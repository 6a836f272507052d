use crate::error::{Error, Result};
use dotenvy::dotenv;
use std::env;
use std::path::PathBuf;
use std::sync::OnceLock;

#[derive(Debug, Clone)]
pub struct Config {
    pub server_address: String,
    pub data_dir: PathBuf,
    pub admin_user: String,
    pub admin_pass: String,
    pub session_secret: String,
    pub production: bool,
}

pub static CONFIG: OnceLock<Config> = OnceLock::new();

impl Config {
    pub fn from_env() -> Result<Self> {
        dotenv().ok();

        let admin_pass = get_env("ADMIN_PASS")?;
        // The session secret falls back to the admin password when unset.
        let session_secret = env::var("ADMIN_SESSION_SECRET").unwrap_or_else(|_| admin_pass.clone());

        Ok(Self {
            server_address: get_env("SERVER_ADDRESS")?,
            data_dir: env::var("DATA_DIR").unwrap_or_else(|_| "data".to_string()).into(),
            admin_user: get_env("ADMIN_USER")?,
            admin_pass,
            session_secret,
            production: matches!(
                env::var("APP_ENV").as_deref(),
                Ok("production") | Ok("prod")
            ),
        })
    }
}

fn get_env(name: &str) -> Result<String> {
    env::var(name).map_err(|_| Error::Config(format!("Missing environment variable: {}", name)))
}

pub fn init_config() -> Result<()> {
    let config = Config::from_env()?;
    CONFIG
        .set(config)
        .map_err(|_| Error::Config("Configuration has already been initialized".to_string()))?;
    Ok(())
}

pub fn get_config() -> &'static Config {
    CONFIG
        .get()
        .expect("Configuration has not been initialized")
}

....

> Prompt
Retype the material exactly, including every line.

> Task answer
repository 6a836f272507052d
use crate::error::{Error, Result};
use dotenvy::dotenv;
use std::env;
use std::path::PathBuf;
use std::sync::OnceLock;

#[derive(Debug, Clone)]
pub struct Config {
    pub server_address: String,
    pub data_dir: PathBuf,
    pub admin_user: String,
    pub admin_pass: String,
    pub session_secret: String,
    pub production: bool,
}

pub static CONFIG: OnceLock<Config> = OnceLock::new();

impl Config {
    pub fn from_env() -> Result<Self> {
        dotenv().ok();

        let admin_pass = get_env("ADMIN_PASS")?;
        // The session secret falls back to the admin password when unset.
        let session_secret = env::var("ADMIN_SESSION_SECRET").unwrap_or_else(|_| admin_pass.clone());

        Ok(Self {
            server_address: get_env("SERVER_ADDRESS")?,
            data_dir: env::var("DATA_DIR").unwrap_or_else(|_| "data".to_string()).into(),
            admin_user: get_env("ADMIN_USER")?,
            admin_pass,
            session_secret,
            production: matches!(
                env::var("APP_ENV").as_deref(),
                Ok("production") | Ok("prod")
            ),
        })
    }
}

fn get_env(name: &str) -> Result<String> {
    env::var(name).map_err(|_| Error::Config(format!("Missing environment variable: {}", name)))
}

pub fn init_config() -> Result<()> {
    let config = Config::from_env()?;
    CONFIG
        .set(config)
        .map_err(|_| Error::Config("Configuration has already been initialized".to_string()))?;
    Ok(())
}

pub fn get_config() -> &'static Config {
    CONFIG
        .get()
        .expect("Configuration has not been initialized")
}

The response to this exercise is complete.